Grease a large baking sheet with oil, and place potatoes in a single layer. Roast in the oven for 25 minutes. Flipping them over halfway through. If potatoes are not crispy enough, cook for 5 more minutes or until desired crispness.
Add butter to a skillet and turn it on medium low, allow it to heat up for 2 min, then turn the pan to low. Beat the eggs with water vigorously until smooth. The water evaporates and the eggs to turn out fluffy without adding any milk. Add the beaten eggs to the skillet, and just occasionally move the eggs around the pan gently with a spatula. Once they start to firm up, turn off the heat, and leave them in the skillet to keep warm until you're ready to serve.
Heat flour tortillas in the microwave for 20-30 seconds or until warm. Or heat corn tortillas in a dry skillet over high heat.
Assemble tacos by adding a layer of scrambled eggs, potatoes, and top with Green Mountain Gringo® Medium Salsa, and sliced avocado.
Notes
Meal Prep or Leftovers: Wrap each taco or burrito tightly with plastic wrap and place in a freezer safe zip top bag.

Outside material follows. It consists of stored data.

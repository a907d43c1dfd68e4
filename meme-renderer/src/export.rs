//! Rasterization and encoding.
//!
//! The composed SVG is parsed by `usvg`, drawn into a `tiny-skia` pixmap by
//! `resvg`, then encoded as PNG or JPEG.

use std::path::Path;
use std::sync::Arc;
use std::time::{SystemTime, UNIX_EPOCH};

use image::ImageEncoder;

use crate::error::{RenderError, RenderResult};

/// Default JPEG quality (1-100).
pub const DEFAULT_JPEG_QUALITY: u8 = 90;

/// Export output format.
#[derive(Debug, Clone, Copy, PartialEq, Eq, Default)]
pub enum ExportFormat {
    /// PNG image.
    #[default]
    Png,
    /// JPEG image, flattened onto white.
    Jpeg,
}

impl ExportFormat {
    /// File extension without the dot.
    #[must_use]
    pub const fn extension(self) -> &'static str {
        match self {
            Self::Png => "png",
            Self::Jpeg => "jpg",
        }
    }

    /// MIME type.
    #[must_use]
    pub const fn mime_type(self) -> &'static str {
        match self {
            Self::Png => "image/png",
            Self::Jpeg => "image/jpeg",
        }
    }

    const fn name(self) -> &'static str {
        match self {
            Self::Png => "PNG",
            Self::Jpeg => "JPEG",
        }
    }
}

impl std::str::FromStr for ExportFormat {
    type Err = String;

    fn from_str(s: &str) -> Result<Self, Self::Err> {
        match s.to_ascii_lowercase().as_str() {
            "png" => Ok(Self::Png),
            "jpg" | "jpeg" => Ok(Self::Jpeg),
            other => Err(format!("unsupported export format: {other}")),
        }
    }
}

/// An encoded image ready for download or sharing.
#[derive(Debug, Clone, PartialEq, Eq)]
pub struct ExportArtifact {
    /// Encoded image bytes.
    pub bytes: Vec<u8>,
    /// Width in pixels.
    pub width: u32,
    /// Height in pixels.
    pub height: u32,
    /// Encoding used.
    pub format: ExportFormat,
}

impl ExportArtifact {
    /// `meme-<unix-millis>.<ext>` for the given timestamp.
    #[must_use]
    pub fn file_name_at(&self, unix_millis: u128) -> String {
        format!("meme-{unix_millis}.{}", self.format.extension())
    }

    /// `meme-<unix-millis>.<ext>` for the current time.
    #[must_use]
    pub fn default_file_name(&self) -> String {
        let millis = SystemTime::now()
            .duration_since(UNIX_EPOCH)
            .map(|d| d.as_millis())
            .unwrap_or_default();
        self.file_name_at(millis)
    }

    /// Write the bytes to `path`, creating parent directories.
    ///
    /// # Errors
    ///
    /// Returns an error if the file cannot be written.
    pub fn save(&self, path: &Path) -> RenderResult<()> {
        if let Some(parent) = path.parent().filter(|p| !p.as_os_str().is_empty()) {
            std::fs::create_dir_all(parent)?;
        }
        std::fs::write(path, &self.bytes)?;
        tracing::info!(path = %path.display(), bytes = self.bytes.len(), "Wrote export");
        Ok(())
    }
}

/// Rasterize an SVG string to a tiny-skia Pixmap.
#[allow(clippy::cast_possible_truncation, clippy::cast_sign_loss)]
pub(crate) fn rasterize_svg(
    svg: &str,
    fontdb: &Arc<usvg::fontdb::Database>,
) -> RenderResult<tiny_skia::Pixmap> {
    let options = usvg::Options {
        fontdb: Arc::clone(fontdb),
        ..usvg::Options::default()
    };
    let tree = usvg::Tree::from_str(svg, &options).map_err(|e| RenderError::Svg(e.to_string()))?;

    let width = (tree.size().width().round() as u32).max(1);
    let height = (tree.size().height().round() as u32).max(1);
    let mut pixmap =
        tiny_skia::Pixmap::new(width, height).ok_or(RenderError::Pixmap { width, height })?;

    resvg::render(&tree, tiny_skia::Transform::default(), &mut pixmap.as_mut());
    Ok(pixmap)
}

/// Encode a pixmap in the requested format.
pub(crate) fn encode(
    pixmap: &tiny_skia::Pixmap,
    format: ExportFormat,
    jpeg_quality: u8,
) -> RenderResult<ExportArtifact> {
    let bytes = match format {
        ExportFormat::Png => pixmap.encode_png().map_err(|e| RenderError::Encode {
            format: format.name(),
            message: e.to_string(),
        })?,
        ExportFormat::Jpeg => encode_jpeg(pixmap, jpeg_quality)?,
    };
    Ok(ExportArtifact {
        bytes,
        width: pixmap.width(),
        height: pixmap.height(),
        format,
    })
}

/// Flatten the (premultiplied) pixmap onto white and encode as JPEG.
#[allow(clippy::cast_possible_truncation, clippy::cast_sign_loss)]
fn encode_jpeg(pixmap: &tiny_skia::Pixmap, quality: u8) -> RenderResult<Vec<u8>> {
    let (width, height) = (pixmap.width(), pixmap.height());
    let mut rgb = Vec::with_capacity((width * height * 3) as usize);
    for pixel in pixmap.data().chunks_exact(4) {
        let uncovered = 1.0 - f32::from(pixel[3]) / 255.0;
        for channel in &pixel[..3] {
            rgb.push(255.0_f32.mul_add(uncovered, f32::from(*channel)).round().min(255.0) as u8);
        }
    }

    let mut buf = std::io::Cursor::new(Vec::new());
    image::codecs::jpeg::JpegEncoder::new_with_quality(&mut buf, quality.clamp(1, 100))
        .write_image(&rgb, width, height, image::ColorType::Rgb8.into())
        .map_err(|e| RenderError::Encode {
            format: ExportFormat::Jpeg.name(),
            message: e.to_string(),
        })?;
    Ok(buf.into_inner())
}
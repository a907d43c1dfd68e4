//! # Meme Viber Core
//!
//! Editing engine for the Meme Viber meme maker: the element model, transform
//! geometry, pointer gestures, selection, undo history and persistence.
//! Has no rendering surface of its own; compiles to WASM for the browser
//! editor.
//!
//! ## Architecture
//!
//! ```text
//! ┌──────────────────────────────────────────────────┐
//! │                      Editor                      │
//! ├──────────────────────────────────────────────────┤
//! │  Interaction      │  Selection     │  History    │
//! │  - drag/resize/   │  - handles     │  - undo     │
//! │    rotate         │  - toolbar     │  - redo     │
//! ├──────────────────────────────────────────────────┤
//! │  Element Store (paint order)  │  Background      │
//! ├──────────────────────────────────────────────────┤
//! │  Geometry (boxes, transforms) │  Persistence     │
//! └──────────────────────────────────────────────────┘
//! ```

#![forbid(unsafe_code)]
#![deny(missing_docs)]
#![deny(clippy::all)]
#![deny(clippy::pedantic)]
#![allow(clippy::module_name_repetitions)]

pub mod background;
pub mod editor;
pub mod element;
pub mod error;
pub mod event;
pub mod geometry;
pub mod history;
pub mod interaction;
pub mod persistence;
pub mod selection;
pub mod shared;
pub mod store;

#[cfg(feature = "wasm")]
pub mod wasm;

pub use background::{Background, DEFAULT_BACKGROUND};
pub use editor::{Editor, EditorConfig, DEFAULT_CAPTION, NEW_TEXT_CAPTION};
pub use element::{
    Element, ElementId, ElementKind, ElementPatch, Point, TextAlign, TextStyle, MAX_FONT_SIZE,
    MIN_FONT_SIZE, MIN_SCALE,
};
pub use error::{CoreError, CoreResult, StorageError};
pub use event::{EditorEvent, KeyModifiers, PointerEvent, PointerPhase};
pub use geometry::{BoundingBox, GlyphEstimate, RenderTransform, TextMeasure};
pub use history::{History, Snapshot};
pub use interaction::{Gesture, GestureKind, HitTarget, InteractionController};
pub use persistence::{
    FileStorage, KeyValueStore, MemoryStorage, Persistence, SavedLayer, SavedState,
    DEFAULT_STORAGE_KEY,
};
pub use selection::{has_shareable_content, Selection, ToolbarState};
pub use shared::SharedEditor;
pub use store::{BoardSize, ElementStore};

#[cfg(feature = "wasm")]
pub use wasm::{LocalStorage, WasmEditor};

/// Core library version
pub const VERSION: &str = env!("CARGO_PKG_VERSION");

Don't add the salsa or avocado, they need to be added after the tacos are reheated. To reheat, remove from the plastic and microwave for 1-2 minutes, depending on the size of the taco.
Nutritional information is provided as an estimate only and depends on ingredients and amounts used. Thai Caliente makes no guarantees to the accuracy of this information.